Já estive em um relacionamento abusivo e só percebi mais tarde o quanto isso refletiu nas minhas atitudes. Entrei num ciclo de ansiedade e insegurança que ainda se manifesta até hoje. A violência contra a mulher, segundo a Lei Maria da Penha (11.340/2006), também se desdobra em outras: física, sexual, moral, psicológica e patrimonial. A violência psicológica, muito presente em um relacionamento abusivo, pode aparecer de forma sutil. Ser desacreditada, humilhada e minimizada faz com que a mulher realmente acredite ser incapaz. Por muitas vezes, me questionei: “Será que não estou exagerando?”. Ou “será que a culpa é minha?”. E não, a culpa não era minha. Nem sua, tampouco.

Geralmente confundimos o sentimento de posse sobre o outro como sinônimo de intensidade ou de um amor profundo. Será que eu estava errada em sair com essa roupa? Será que eu não deveria ter saído com meus amigos? Esses pensamentos passaram muito pela minha cabeça – principalmente antes de ter um contato mínimo com o feminismo –, mas era um jogo eterno para que eu imaginasse que o X estivesse chateado comigo. E, obviamente, sentisse a famigerada culpa. Também existe o fato de que tendemos a amenizar tudo quando gostamos da pessoa, apostando todas as fichas em um carinho ou alguma migalha que possa aparecer após uma agressão. “Ah, olha só, mas ele me deu flores. Está arrependido.” Importante salientar que a opressão de gênero sempre ocorre, mas isso não isenta todas as outras relações. Mulheres também podem ser abusivas, e a intensidade em sentimentos não pode ser utilizada como desculpa para a manipulação (com outras mulheres e, em certa medida, até com homens).

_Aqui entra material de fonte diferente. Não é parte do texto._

/// Observable lifecycle state of a binding
#[derive(Debug, Clone, Copy, PartialEq, Eq)]
pub enum BindingState {
    Idle,
    /// A view change is being dispatched
    ViewToModelPending,
    /// A model value is being written into the view
    ModelToViewUpdating,
    /// The view shows a rejected value
    Error,
}

/// What a binding does with a matching model change
pub(crate) enum BindingKind {
    Value,
    Component {
        callback: RefCell<Option<ComponentCallback>>,
        snapshot: RefCell<Option<ModelSnapshot>>,
    },
    Dependent {
        effect: DependentEffect,
        predicate: ValuePredicate,
    },
}

/// Public summary of [`BindingKind`]
#[derive(Debug, Clone, Copy, PartialEq, Eq)]
pub enum BindingRole {
    Value,
    Component,
    Dependent(DependentEffect),
}

/// Scoped hold on a binding's "updating from model" flag
///
/// The flag is set on creation and cleared on drop, including during unwinding.
#[must_use = "the flag is released as soon as the guard is dropped"]
pub struct UpdateGuard<'a> {
    flag: &'a Cell<bool>,
    previous: bool,
}

impl<'a> UpdateGuard<'a> {
    pub fn acquire(flag: &'a Cell<bool>) -> Self {
        let previous = flag.replace(true);
        Self { flag, previous }
    }
}

impl Drop for UpdateGuard<'_> {
    fn drop(&mut self) {
        self.flag.set(self.previous);
    }
}

/// Configuration for a value binding
pub struct BindingOptions {
    pub(crate) view: Rc<dyn View>,
    pub(crate) path: Option<String>,
    pub(crate) object_path: Option<String>,
    pub(crate) property: Option<String>,
    pub(crate) view_attribute: String,
    pub(crate) view_event: Option<String>,
    pub(crate) model_events: Vec<String>,
    pub(crate) parser: Option<ValueParser>,
    pub(crate) formatter: Option<ValueFormatter>,
}

impl BindingOptions {
    pub fn new(view: Rc<dyn View>) -> Self {
        Self {
            view,
            path: None,
            object_path: None,
            property: None,
            view_attribute: "value".to_string(),
            view_event: None,
            model_events: Vec::new(),
            parser: None,
            formatter: None,
        }
    }

    /// Full path ("user.name"); split into object path and property
    pub fn path(mut self, path: impl Into<String>) -> Self {
        self.path = Some(path.into());
        self
    }

    /// Object path, used together with [`property`](Self::property)
    pub fn object_path(mut self, object_path: impl Into<String>) -> Self {
        self.object_path = Some(object_path.into());
        self
    }

    pub fn property(mut self, property: impl Into<String>) -> Self {
        self.property = Some(property.into());
        self
    }

    /// View property or attribute holding the value (default "value")
    pub fn attribute(mut self, attribute: impl Into<String>) -> Self {
        self.view_attribute = attribute.into();
        self
    }

    /// View event signalling a user change; defaults by view kind
    pub fn view_event(mut self, event: impl Into<String>) -> Self {
        self.view_event = Some(event.into());
        self
    }

    /// Listen for an extra model event type besides MODEL_TO_VIEW_PROPERTY_CHANGED
    pub fn model_event(mut self, event_type: impl Into<String>) -> Self {
        self.model_events.push(event_type.into());
        self
    }

    pub fn parser<F>(mut self, parser: F) -> Self
    where
        F: Fn(Value) -> Value + 'static,
    {
        self.parser = Some(Rc::new(parser));
        self
    }

    pub fn formatter<F>(mut self, formatter: F) -> Self
    where
        F: Fn(&Value) -> Value + 'static,
    {
        self.formatter = Some(Rc::new(formatter));
        self
    }
}

/// Resolved target and wiring for a new binding
pub(crate) struct BindingParts {
    pub view: Rc<dyn View>,
    pub object_path: ObjectPath,
    pub property: String,
    pub view_attribute: String,
    pub view_event: Option<String>,
    pub model_events: Vec<String>,
    pub parser: Option<ValueParser>,
    pub formatter: Option<ValueFormatter>,
    pub kind: BindingKind,
}

/// Parse the target of a binding from either a full path or object path + property
pub(crate) fn resolve_target(
    resolver: &dyn PathResolver,
    path: Option<&str>,
    object_path: Option<&str>,
    property: Option<&str>,
) -> Result<(ObjectPath, String)> {
    match (property, path) {
        (Some(property), _) => {
            let property = property.trim();
            if property.is_empty() {
                return Err(Error::invalid_path(
                    object_path.unwrap_or_default(),
                    "property is empty",
                ));
            }
            let object_path = resolver.parse_object_path(object_path.unwrap_or_default())?;
            object_path.with_property(property)?;
            Ok((object_path, property.to_string()))
        }
        (None, Some(path)) => resolver.split_property(path),
        (None, None) => Err(Error::invalid_path("", "binding needs a path or a property")),
    }
}

/// Read the object path and property a change event refers to
///
/// Malformed events are logged and skipped.
pub(crate) fn change_target(
    resolver: &dyn PathResolver,
    event: &Event,
) -> Option<(ObjectPath, String)> {
    let raw_path = event.str_field(fields::OBJECT_PATH).unwrap_or_default();
    let property = event.str_field(fields::PROPERTY).unwrap_or_default();
    match resolver.parse_object_path(raw_path) {
        Ok(path) => Some((path, property.to_string())),
        Err(err) => {
            tracing::warn!(
                "Ignoring {} {} with bad object path: {}",
                event.event_type(),
                event.id(),
                err
            );
            None
        }
    }
}

/// Read the current value out of a view
pub fn read_view_value(view: &dyn View, attribute: &str) -> Value {
    match attribute {
        "value" => view.get_property("value").unwrap_or(Value::Null),
        "checked" => Value::Bool(view.get_property("checked").is_some_and(|v| is_truthy(&v))),
        other => view
            .get_property(other)
            .or_else(|| view.get_attribute(other).map(Value::String))
            .unwrap_or(Value::Null),
    }
}

/// Write a value into a view following the usual element conventions
pub fn write_view_value(view: &dyn View, attribute: &str, value: Value) {
    let result = match attribute {
        "checked" => view.set_property("checked", Value::Bool(is_truthy(&value))),
        "textContent" | "innerHTML" => {
            view.set_property(attribute, Value::String(display_string(&value)))
        }
        "value" => view.set_property("value", value),
        other => match view.set_property(other, value.clone()) {
            Ok(()) => Ok(()),
            Err(err) => {
                tracing::trace!("Falling back to attribute '{}': {}", other, err);
                view.set_attribute(other, &display_string(&value));
                Ok(())
            }
        },
    };
    if let Err(err) = result {
        tracing::warn!("Failed to write '{}' on view {}: {}", attribute, view.id(), err);
    }
}

/// Parser turning text input into a JSON number; unparseable text stays as is
pub fn number_parser(raw: Value) -> Value {
    match &raw {
        Value::String(s) => {
            let trimmed = s.trim();
            if let Ok(i) = trimmed.parse::<i64>() {
                json!(i)
            } else if let Some(n) = trimmed
                .parse::<f64>()
                .ok()
                .and_then(serde_json::Number::from_f64)
            {
                Value::Number(n)
            } else {
                raw
            }
        }
        _ => raw,
    }
}

/// Formatter rendering any value as display text
pub fn text_formatter(value: &Value) -> Value {
    Value::String(display_string(value))
}

pub struct Binding {
    id: BindingId,
    object_path: ObjectPath,
    property: String,
    target: ObjectPath,
    full_path: String,
    view: RefCell<Option<Rc<dyn View>>>,
    view_id: ViewId,
    view_attribute: String,
    view_event: Option<String>,
    model_events: Vec<String>,
    parser: Option<ValueParser>,
    formatter: Option<ValueFormatter>,
    pub(crate) kind: BindingKind,
    bus: EventBus,
    resolver: Rc<dyn PathResolver>,
    scheduler: Rc<dyn TimerScheduler>,
    config: BindingConfig,
    updating: Cell<bool>,
    dispatching: Cell<bool>,
    in_error: Cell<bool>,
    last_handled: Cell<Option<EventId>>,
    last_valid_value: RefCell<Option<Value>>,
    revert_timer: Cell<Option<TimerHandle>>,
    view_listeners: RefCell<Vec<ViewListenerId>>,
    recovery_listeners: RefCell<Vec<ViewListenerId>>,
    subscriptions: RefCell<Vec<Subscription>>,
    destroyed: Cell<bool>,
}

Faço aqui um apelo às outras mulheres: não culpe a sua amiga pelo relacionamento abusivo. É muito doloroso sair dessa. Sim, talvez a sua amiga também tenha percebido que está dentro de um relacionamento abusivo. E não é nem um pouco fácil colocar um ponto final. Se afastar dela só vai fazer com que ela afunde ainda mais nesse poço, e que o namorado – ou namorada – seja a pessoa mais próxima a quem recorrer. Além disso, o opressor sempre vai colocá-la para baixo e fazer com que a autoestima e confiança seja nula. Na cabeça dela, talvez ela nunca vá conseguir arranjar outra pessoa que a tolere (aquela história de que “ok, você é uma pessoa horrível, mas eu vou te perdoar porque sou um cara tão bacana e que te ama mesmo assim”).

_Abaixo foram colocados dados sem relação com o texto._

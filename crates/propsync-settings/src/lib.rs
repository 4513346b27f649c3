//! propsync Settings Crate
//!
//! Handles configuration files for the event bus, bindings, paths and logging.

pub mod config;
pub mod error;

pub use config::{
    BindingSettings, BusSettings, Config, LoggingSettings, PathSettings, APP_DIR_NAME,
    CONFIG_FILE_NAME,
};
pub use error::{ConfigError, ConfigResult, SettingsError, SettingsResult};
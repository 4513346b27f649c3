//! Helpers for the JSON values carried by events and views.

use serde_json::Value;

/// Loose truthiness: null, false, 0, NaN and "" are false; everything else is true
pub fn is_truthy(value: &Value) -> bool {
    match value {
        Value::Null => false,
        Value::Bool(b) => *b,
        Value::Number(n) => n.as_f64().is_some_and(|f| f != 0.0 && !f.is_nan()),
        Value::String(s) => !s.is_empty(),
        Value::Array(_) | Value::Object(_) => true,
    }
}

/// Text form of a value as shown in a text field (strings unquoted, null empty)
pub fn display_string(value: &Value) -> String {
    match value {
        Value::Null => String::new(),
        Value::String(s) => s.clone(),
        other => other.to_string(),
    }
}

#[cfg(test)]
mod tests {
    use super::*;
    use serde_json::json;

    #[test]
    fn test_truthiness() {
        for falsy in [json!(null), json!(false), json!(0), json!(0.0), json!("")] {
            assert!(!is_truthy(&falsy), "{falsy} should be falsy");
        }
        for truthy in [json!(true), json!(1), json!(-0.5), json!("no"), json!([]), json!({})] {
            assert!(is_truthy(&truthy), "{truthy} should be truthy");
        }
    }

    #[test]
    fn test_display_string() {
        assert_eq!(display_string(&json!(null)), "");
        assert_eq!(display_string(&json!("Ada")), "Ada");
        assert_eq!(display_string(&json!(42)), "42");
        assert_eq!(display_string(&json!(true)), "true");
    }
}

Para mim, a forma de libertação foi o empoderamento. Tomar consciência de que eu poderia ser muito feliz na minha própria companhia. Levar informação a outras mulheres é fundamental para que essa evolução aconteça. Mas é ainda mais difícil quando a mulher tem uma resistência ao feminismo – não à toa, fomos educadas para repelir essas ideias desde cedo. Não casar? Não ter filhos? Não saber cozinhar? Não conseguir apimentar a relação para segurar o casamento? É, e por aí vai. Trabalhar a autoestima dessa mulher, que está tão fragilizada, faz parte do fortalecimento. E, sim, somos mais fortes juntas.

Voltando à intensidade. Talvez você esteja um pouco assustada de pensar que, por ser uma pessoa intensa, isso possa te tornar abusiva. Sei que a intensidade pode aparecer também em momentos difíceis e fazer com que tudo fique ainda mais complicado. Aceitar-se como uma pessoa intensa já é honestidade contigo (e com o outro). Aceitar que os outros não podem ser um retorno das nossas expectativas – e que tá tudo bem, cada um tem a sua forma de sentir. Isso não significa que seja menos – talvez seja a resposta para os intensos como nós. O sentimento bom e sentido com intensidade, aquele que faz bem ao relacionamento, esse sim é importante de ser cultivado. Não vale a pena sustentar sentimentos tóxicos, e muito menos relações tóxicas.